With no recall at all, California would continue to stagnate. This would be just fine with the liberals, Democrats, and elitists who passionately oppose this reckoning at the polls. Of course, it's liberal Democratic elitists who tax, spend, regulate, and constitute the ruling political class in California. They have a lot to lose. One of their complaints--that the recall will cost too much, roughly $70 million--is frivolous and hypocritical. These are the folks who prompted Davis and company to boost state spending 37 percent in his first two years as governor and then to continue spending lavishly, even as a recession loomed in 2001 and a gigantic budget deficit grew.
A more serious objection is that the recall is, in the words of Democrat Leon Panetta, "democracy run amok." After all, Davis was just reelected to a second term nine months ago. Should he be forced to face voters again so soon? Indeed he should, partly because of the nature of his reelection. He hung on by a thread, winning with less than a majority over a weak Republican opponent. He won despite deteriorating conditions in the state, despite a glaring lack of leadership, and despite a richly deserved reputation for dunning a large campaign contribution out of anyone seeking access to the governor's office. In Sacramento, they call it "pay to play." And Davis won while dismissing the budget deficit as insignificant. Last winter, when the deficit reached $38 billion, the thread snapped. The California deficit is now larger than the deficits of the other 49 states combined.

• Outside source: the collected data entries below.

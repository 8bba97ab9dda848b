//! Subgraph isolation: a nested state machine behind one worker.
//!
//! A subgraph groups a cohesive worker set behind a single opaque node.
//! It keeps its own private schema and runs on a derived sub-thread
//! (`{parent_thread}.{name}`), creating as many internal checkpoints as
//! it needs; the parent sees exactly one checkpoint per invocation and
//! only the declared summary and completion channels. The parent never
//! reads or writes the private channels.

use std::sync::Arc;

use async_trait::async_trait;
use serde_json::{json, Value};
use strand_contract::storage::CheckpointStore;
use strand_contract::{
    ChannelError, ChannelMap, ChannelSpec, Decision, RouteClassifier, StateDelta, StateSchema,
    StateView, StepContext, SuspendRequest, Thread, Worker, WorkerError, WorkerOutcome,
    WorkerSpec,
};

use crate::constants::{install_router_channels, FAILURE_CHANNEL, ROUTER_GROUP};
use crate::orchestrator::{BuildError, OrchestratorError};
use crate::registry::WorkerRegistry;
use crate::router::{Router, RouterConfig};
use crate::routing::RoutingTable;
use crate::stage::Stage;

/// The inner channel carrying the translated parent request.
pub const REQUEST_CHANNEL: &str = "request";

/// Maps the parent-visible state to the subgraph's private request.
pub type TranslateIn =
    Arc<dyn for<'a> Fn(StateView<'a>) -> Result<Value, ChannelError> + Send + Sync>;

/// Maps the final private state to the parent-visible summary value.
pub type TranslateOut = Arc<dyn Fn(&ChannelMap) -> Value + Send + Sync>;

/// A nested, isolated state machine exposed to its parent as one worker.
pub struct Subgraph {
    spec: WorkerSpec,
    inner: Router,
    summary_channel: String,
    done_channel: String,
    translate_in: TranslateIn,
    translate_out: TranslateOut,
}

impl Subgraph {
    /// Start assembling a subgraph named `name` over the shared store.
    pub fn builder(name: impl Into<String>, store: Arc<dyn CheckpointStore>) -> SubgraphBuilder {
        let name = name.into();
        SubgraphBuilder {
            summary_channel: format!("{name}_summary"),
            done_channel: format!("{name}_done"),
            name,
            store,
            schema: StateSchema::new(),
            workers: Vec::new(),
            table: RoutingTable::new(),
            classifier: None,
            config: RouterConfig::default(),
            reads: Vec::new(),
            translate_in: None,
            translate_out: None,
        }
    }

    fn sub_thread_id(&self, parent_thread_id: &str) -> String {
        format!("{parent_thread_id}.{}", self.spec.name)
    }

    fn transient(e: OrchestratorError) -> WorkerError {
        WorkerError::transient(format!("subgraph step failed: {e}"))
    }

    fn suspend_from(&self, sub_id: String, reason: &str) -> WorkerOutcome {
        WorkerOutcome::Suspend(
            SuspendRequest::new(StateDelta::new(), reason).with_sub_thread(sub_id),
        )
    }
}

#[async_trait]
impl Worker for Subgraph {
    fn spec(&self) -> &WorkerSpec {
        &self.spec
    }

    /// One atomic parent step: translate the request in, drive the inner
    /// router to completion or suspension, translate the result out.
    ///
    /// Idempotent by construction: the request is only re-submitted when
    /// it differs from what the sub-thread already ingested, so crash
    /// recovery re-invocation never duplicates an inner event.
    async fn invoke(&self, ctx: StepContext<'_>) -> Result<WorkerOutcome, WorkerError> {
        let sub_id = self.sub_thread_id(ctx.thread_id);
        let store = self.inner.store();

        if store
            .load_thread(&sub_id)
            .await
            .map_err(|e| Self::transient(e.into()))?
            .is_none()
        {
            store
                .create_thread(&Thread::new(&sub_id).with_parent_thread(ctx.thread_id))
                .await
                .map_err(|e| Self::transient(e.into()))?;
        }

        let sub_head = store
            .latest(&sub_id)
            .await
            .map_err(|e| Self::transient(e.into()))?;
        if let Some(head) = &sub_head {
            if let Some((_, reason, _)) = head.pending() {
                return Ok(self.suspend_from(sub_id.clone(), reason));
            }
        }

        let request = (self.translate_in)(ctx.view)?;
        let needs_ingest = match &sub_head {
            None => true,
            Some(head) => head.channels.get(REQUEST_CHANNEL) != Some(&request),
        };
        if needs_ingest {
            self.inner
                .ingest(
                    &sub_id,
                    StateDelta::new().with_write(REQUEST_CHANNEL, request),
                )
                .await
                .map_err(Self::transient)?;
        }

        let head = self
            .inner
            .drive(&sub_id)
            .await
            .map_err(Self::transient)?;

        if let Some((_, reason, _)) = head.pending() {
            return Ok(self.suspend_from(sub_id, reason));
        }

        match Stage::of(&head.channels) {
            Stage::Failed => {
                let reason = head
                    .channels
                    .get(FAILURE_CHANNEL)
                    .and_then(|v| v.get("reason"))
                    .and_then(Value::as_str)
                    .unwrap_or("unknown failure");
                Err(WorkerError::permanent(format!(
                    "subgraph {} failed: {reason}",
                    self.spec.name
                )))
            }
            stage => {
                let summary = (self.translate_out)(&head.channels);
                Ok(WorkerOutcome::Delta(
                    StateDelta::new()
                        .with_write(&self.summary_channel, summary)
                        .with_write(&self.done_channel, json!(stage == Stage::Complete)),
                ))
            }
        }
    }

    /// Settle the sub-thread's suspended step with the parent's decision,
    /// then drive the inner machine forward unless the step was rejected.
    async fn forward_decision(
        &self,
        parent_thread_id: &str,
        decision: Decision,
    ) -> Result<(), WorkerError> {
        let sub_id = self.sub_thread_id(parent_thread_id);
        let Some(head) = self
            .inner
            .store()
            .latest(&sub_id)
            .await
            .map_err(|e| Self::transient(e.into()))?
        else {
            return Ok(());
        };
        if !head.is_pending() {
            return Ok(());
        }
        let is_reject = matches!(decision, Decision::Reject { .. });
        self.inner
            .settle(&sub_id, &head.id, decision)
            .await
            .map_err(Self::transient)?;
        if !is_reject {
            self.inner.drive(&sub_id).await.map_err(Self::transient)?;
        }
        Ok(())
    }
}

/// Builder for [`Subgraph`].
pub struct SubgraphBuilder {
    name: String,
    store: Arc<dyn CheckpointStore>,
    schema: StateSchema,
    workers: Vec<Arc<dyn Worker>>,
    table: RoutingTable,
    classifier: Option<Arc<dyn RouteClassifier>>,
    config: RouterConfig,
    reads: Vec<String>,
    summary_channel: String,
    done_channel: String,
    translate_in: Option<TranslateIn>,
    translate_out: Option<TranslateOut>,
}

impl SubgraphBuilder {
    /// Parent channels the input translator may read.
    #[must_use]
    pub fn with_reads<I, S>(mut self, reads: I) -> Self
    where
        I: IntoIterator<Item = S>,
        S: Into<String>,
    {
        self.reads = reads.into_iter().map(Into::into).collect();
        self
    }

    /// Declare the subgraph's private channels.
    #[must_use]
    pub fn with_schema(mut self, schema: StateSchema) -> Self {
        self.schema = schema;
        self
    }

    /// Register an inner worker.
    #[must_use]
    pub fn with_worker(mut self, worker: Arc<dyn Worker>) -> Self {
        self.workers.push(worker);
        self
    }

    /// Set the inner routing rules.
    #[must_use]
    pub fn with_routing_table(mut self, table: RoutingTable) -> Self {
        self.table = table;
        self
    }

    /// Set the inner fallback classifier.
    #[must_use]
    pub fn with_classifier(mut self, classifier: Arc<dyn RouteClassifier>) -> Self {
        self.classifier = Some(classifier);
        self
    }

    /// Override the inner router tunables.
    #[must_use]
    pub fn with_config(mut self, config: RouterConfig) -> Self {
        self.config = config;
        self
    }

    /// Override the parent-visible summary/done channel names.
    #[must_use]
    pub fn with_result_channels(
        mut self,
        summary: impl Into<String>,
        done: impl Into<String>,
    ) -> Self {
        self.summary_channel = summary.into();
        self.done_channel = done.into();
        self
    }

    /// How the parent-visible state becomes the private request.
    #[must_use]
    pub fn with_translate_in<F>(mut self, f: F) -> Self
    where
        F: for<'a> Fn(StateView<'a>) -> Result<Value, ChannelError> + Send + Sync + 'static,
    {
        self.translate_in = Some(Arc::new(f));
        self
    }

    /// How the final private state becomes the parent-visible summary.
    #[must_use]
    pub fn with_translate_out<F>(mut self, f: F) -> Self
    where
        F: Fn(&ChannelMap) -> Value + Send + Sync + 'static,
    {
        self.translate_out = Some(Arc::new(f));
        self
    }

    /// Validate the inner worker contracts and assemble the subgraph.
    pub fn build(self) -> Result<Subgraph, BuildError> {
        let translate_in = self
            .translate_in
            .ok_or_else(|| BuildError::MissingTranslator(self.name.clone()))?;
        let translate_out = self
            .translate_out
            .ok_or_else(|| BuildError::MissingTranslator(self.name.clone()))?;

        let inner_schema = install_router_channels(self.schema)
            .with_channel(ChannelSpec::overwrite(REQUEST_CHANNEL, ROUTER_GROUP));
        let mut registry = WorkerRegistry::new();
        for worker in self.workers {
            registry.register(worker, &inner_schema)?;
        }
        let inner = Router::new(
            self.store,
            inner_schema,
            registry,
            self.table,
            self.classifier,
            self.config,
        );

        let spec = WorkerSpec::new(&self.name)
            .with_reads(self.reads)
            .with_writes([self.summary_channel.clone(), self.done_channel.clone()]);

        Ok(Subgraph {
            spec,
            inner,
            summary_channel: self.summary_channel,
            done_channel: self.done_channel,
            translate_in,
            translate_out,
        })
    }
}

Californians don't recall a governor lightly. They've never done it before. Efforts to recall Democratic governor Jerry Brown and Republicans Ronald Reagan and Pete Wilson fizzled. This time, voters leaped at the opportunity to sign petitions mandating a recall election. True, Republican congressman Darrell Issa paid signature-gatherers. But wherever they went, lines of eager Republicans, Democrats, and independents formed instantly. Roughly 1.6 million signatures were turned in, far more than the required 897,158 (12 percent of the voters in 2002). Millions more could easily have been obtained. The recall became a mass movement.
The national media have played along with the critics by portraying the recall as a "circus" or "carnival" or "madness." These words appear in the headlines of the latest issue of Newsweek with Schwarzenegger on the cover. The New York Times huffily editorialized against "muscle beach politics." California has been stereotyped for years as an oasis of weirdos. And, yes, there's much to make fun of in the election: Comics, porn actresses, has-been actors, and numerous eccentrics are on the ballot. "It's not dignified or pretty," wrote Stanford law professor Richard Thompson Ford. "But it is democracy in its pure unadulterated form."

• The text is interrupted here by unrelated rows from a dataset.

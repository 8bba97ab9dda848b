//! Subgraph isolation: private checkpoints, one parent step, and
//! suspension propagation.

use std::sync::Arc;

use async_trait::async_trait;
use serde_json::{json, Value};
use strand_contract::storage::{CheckpointSelector, CheckpointStore, ThreadListQuery};
use strand_contract::{
    ChannelSpec, Decision, StateDelta, StateSchema, StepContext, SuspendRequest, Worker,
    WorkerError, WorkerOutcome, WorkerSpec,
};
use strand_orchestrator::{
    Orchestrator, RuleOutcome, RoutingTable, Stage, Subgraph,
};
use strand_store_adapters::MemoryStore;

/// Inner specialist; optionally suspends before answering.
struct Solver {
    spec: WorkerSpec,
    gated: bool,
}

impl Solver {
    fn new(gated: bool) -> Self {
        Self {
            spec: WorkerSpec::new("solver")
                .with_reads(["request"])
                .with_writes(["answer", "steps"]),
            gated,
        }
    }
}

#[async_trait]
impl Worker for Solver {
    fn spec(&self) -> &WorkerSpec {
        &self.spec
    }

    async fn invoke(&self, ctx: StepContext<'_>) -> Result<WorkerOutcome, WorkerError> {
        let request = ctx
            .view
            .get("request")?
            .and_then(Value::as_str)
            .unwrap_or("(empty)")
            .to_string();
        let delta = StateDelta::new()
            .with_write("answer", json!(format!("resolved: {request}")))
            .with_write("steps", json!("checked the runbook"));
        if self.gated {
            Ok(WorkerOutcome::Suspend(SuspendRequest::new(
                delta,
                "answer needs sign-off",
            )))
        } else {
            Ok(WorkerOutcome::Delta(delta))
        }
    }
}

fn support_subgraph(store: Arc<dyn CheckpointStore>, gated: bool) -> Subgraph {
    let inner_schema = StateSchema::new()
        .with_channel(ChannelSpec::overwrite("answer", "solver"))
        .with_channel(ChannelSpec::append("steps", "solver"));
    let inner_table = RoutingTable::new()
        .on(Stage::Intake, |_| RuleOutcome::Goto(Stage::Triage))
        .on(Stage::Triage, |channels| {
            if channels.contains("answer") {
                RuleOutcome::Goto(Stage::Complete)
            } else {
                RuleOutcome::Invoke("solver".into())
            }
        });

    Subgraph::builder("support", store)
        .with_reads(["events"])
        .with_schema(inner_schema)
        .with_routing_table(inner_table)
        .with_worker(Arc::new(Solver::new(gated)))
        .with_translate_in(|view| {
            Ok(view
                .get("events")?
                .and_then(Value::as_array)
                .and_then(|events| events.last())
                .cloned()
                .unwrap_or(Value::Null))
        })
        .with_translate_out(|channels| {
            json!({ "answer": channels.get("answer") })
        })
        .build()
        .expect("subgraph builds")
}

fn parent_orchestrator(store: Arc<dyn CheckpointStore>, gated: bool) -> Orchestrator {
    let schema = StateSchema::new()
        .with_channel(ChannelSpec::overwrite("support_summary", "support"))
        .with_channel(ChannelSpec::overwrite("support_done", "support"));
    let table = RoutingTable::new()
        .on(Stage::Intake, |_| RuleOutcome::Goto(Stage::Triage))
        .on(Stage::Triage, |channels| {
            if channels.get_bool("support_done") == Some(true) {
                RuleOutcome::Goto(Stage::Complete)
            } else {
                RuleOutcome::Invoke("support".into())
            }
        });

    Orchestrator::builder()
        .with_store(store.clone())
        .with_schema(schema)
        .with_routing_table(table)
        .with_worker(Arc::new(support_subgraph(store, gated)))
        .build()
        .unwrap()
}

#[tokio::test]
async fn one_invocation_many_private_checkpoints_one_parent_checkpoint() {
    let store: Arc<dyn CheckpointStore> = Arc::new(MemoryStore::new());
    let orchestrator = parent_orchestrator(store.clone(), false);

    let summary = orchestrator
        .submit_event("ticket-7", json!("the api keeps timing out"))
        .await
        .unwrap();
    assert_eq!(summary.stage, "complete");

    // the subgraph ran its own machine under a derived thread id:
    // request ingest, stage transition, route record, solver result, close
    assert_eq!(store.checkpoint_count("ticket-7.support").await.unwrap(), 5);

    // exactly one parent checkpoint was written by the subgraph worker
    let mut by_support = 0;
    let mut before = None;
    loop {
        let page = store
            .history(
                "ticket-7",
                &strand_contract::storage::HistoryQuery { before, limit: 50 },
            )
            .await
            .unwrap();
        by_support += page
            .checkpoints
            .iter()
            .filter(|c| c.checkpoint.meta.writer == "support")
            .count();
        if !page.has_more {
            break;
        }
        before = page.next_cursor;
    }
    assert_eq!(by_support, 1);

    // the parent sees the summary and flag, never the private channels
    let latest = store
        .get("ticket-7", &CheckpointSelector::Latest)
        .await
        .unwrap();
    assert_eq!(latest.channels.get_bool("support_done"), Some(true));
    assert_eq!(
        latest.channels.get("support_summary").unwrap()["answer"],
        "resolved: the api keeps timing out"
    );
    assert!(!latest.channels.contains("answer"));
    assert!(!latest.channels.contains("request"));
    assert!(!latest.channels.contains("steps"));

    // the sub-thread is discoverable through its parent link
    let derived = store
        .list_threads(&ThreadListQuery {
            parent_thread_id: Some("ticket-7".into()),
            ..Default::default()
        })
        .await
        .unwrap();
    assert_eq!(derived.items, vec!["ticket-7.support"]);
}

#[tokio::test]
async fn inner_suspension_propagates_and_decisions_are_forwarded() {
    let store: Arc<dyn CheckpointStore> = Arc::new(MemoryStore::new());
    let orchestrator = parent_orchestrator(store.clone(), true);

    let summary = orchestrator
        .submit_event("ticket-9", json!("refund this invoice"))
        .await
        .unwrap();
    assert!(summary.pending_approval);

    let parent_pending = store
        .get("ticket-9", &CheckpointSelector::Latest)
        .await
        .unwrap();
    let (_, reason, sub_thread_id) = parent_pending.pending().unwrap();
    assert_eq!(reason, "answer needs sign-off");
    assert_eq!(sub_thread_id, Some("ticket-9.support"));

    let inner_pending = store
        .get("ticket-9.support", &CheckpointSelector::Latest)
        .await
        .unwrap();
    assert!(inner_pending.is_pending());

    // approving at the parent settles the inner step and completes both
    let done = orchestrator
        .decide("ticket-9", &parent_pending.id, Decision::Approve)
        .await
        .unwrap();
    assert_eq!(done.stage, "complete");

    let inner_latest = store
        .get("ticket-9.support", &CheckpointSelector::Latest)
        .await
        .unwrap();
    assert_eq!(Stage::of(&inner_latest.channels), Stage::Complete);
    assert_eq!(
        inner_latest.channels.get_str("answer"),
        Some("resolved: refund this invoice")
    );

    let parent_latest = store
        .get("ticket-9", &CheckpointSelector::Latest)
        .await
        .unwrap();
    assert_eq!(parent_latest.channels.get_bool("support_done"), Some(true));
}

#[tokio::test]
async fn rejecting_an_inner_step_reports_an_incomplete_subgraph() {
    let store: Arc<dyn CheckpointStore> = Arc::new(MemoryStore::new());
    let orchestrator = parent_orchestrator(store.clone(), true);

    orchestrator
        .submit_event("ticket-11", json!("cancel my plan"))
        .await
        .unwrap();
    let parent_pending = store
        .get("ticket-11", &CheckpointSelector::Latest)
        .await
        .unwrap();

    let summary = orchestrator
        .decide(
            "ticket-11",
            &parent_pending.id,
            Decision::Reject { reason: None },
        )
        .await
        .unwrap();
    assert!(!summary.pending_approval);

    // the inner proposal was not applied
    let inner_latest = store
        .get("ticket-11.support", &CheckpointSelector::Latest)
        .await
        .unwrap();
    assert!(!inner_latest.channels.contains("answer"));
}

In all, there are 135 candidates on the ballot to replace Davis. Is that too many in a democratic election? Maybe the bar (and the $3,500 fee) for getting on the ballot should be raised. But ballots with multiple candidates are hardly rare. They show up in most elections (though usually there are fewer than 135 candidates) and voters find their way to the major candidates with little trouble. Voters are not stupid. There are four serious candidates at the moment--Lt. Gov. Cruz Bustamante, Schwarzenegger, State Sen. Tom McClintock, and Bill Simon--and none seems worried voters won't spot his name on the ballot.
Recall opponents profess to be outraged by the possibility that a new governor might be elected with far less than a majority. Since there's no runoff, it could happen. But it's not likely. Campaigns have a way of winnowing out the marginal candidates, including ones like Arianna Huffington who enter in a blaze of media attention. By Labor Day, the contest may come down to two candidates, Bustamante the Democrat and Schwarzenegger the Barbari--oops, the Republican.
But pity a new governor thrown into a dizzying budget battle with little preparation! Right? Wrong. A new governor will have plenty of time to master details and make decisions. The normal budget process in California lasts from October to January. A new governor will have weeks to decide on budget and policy priorities before getting an estimate of 2004 revenues in late November, then another six weeks to draft a State of the State speech and present a new budget to a cowed legislature. That's time enough.
Let's be clear what the recall is about. It's not about personalities. It's not ultimately about political parties. And it has nothing to do with President Bush and his prospects in the 2004 presidential election. It's about one thing: special interest liberalism. In California, the special interests include Indian tribes and labor unions and state employees and trial lawyers. And they own Gray Davis and state government.
In Hiram Johnson's day, the Southern Pacific Railroad and banks were dominant. The special interests have changed, but the nature of the problem hasn't. Johnson's cure--the recall--was based on the idea that while special interests themselves couldn't be driven into exile, the politicians subservient to them could. Although it might be difficult, the status quo could be uprooted. Today there may be no other means but the recall to revive California. And Californians have Hiram Johnson to thank for the opportunity to help their state.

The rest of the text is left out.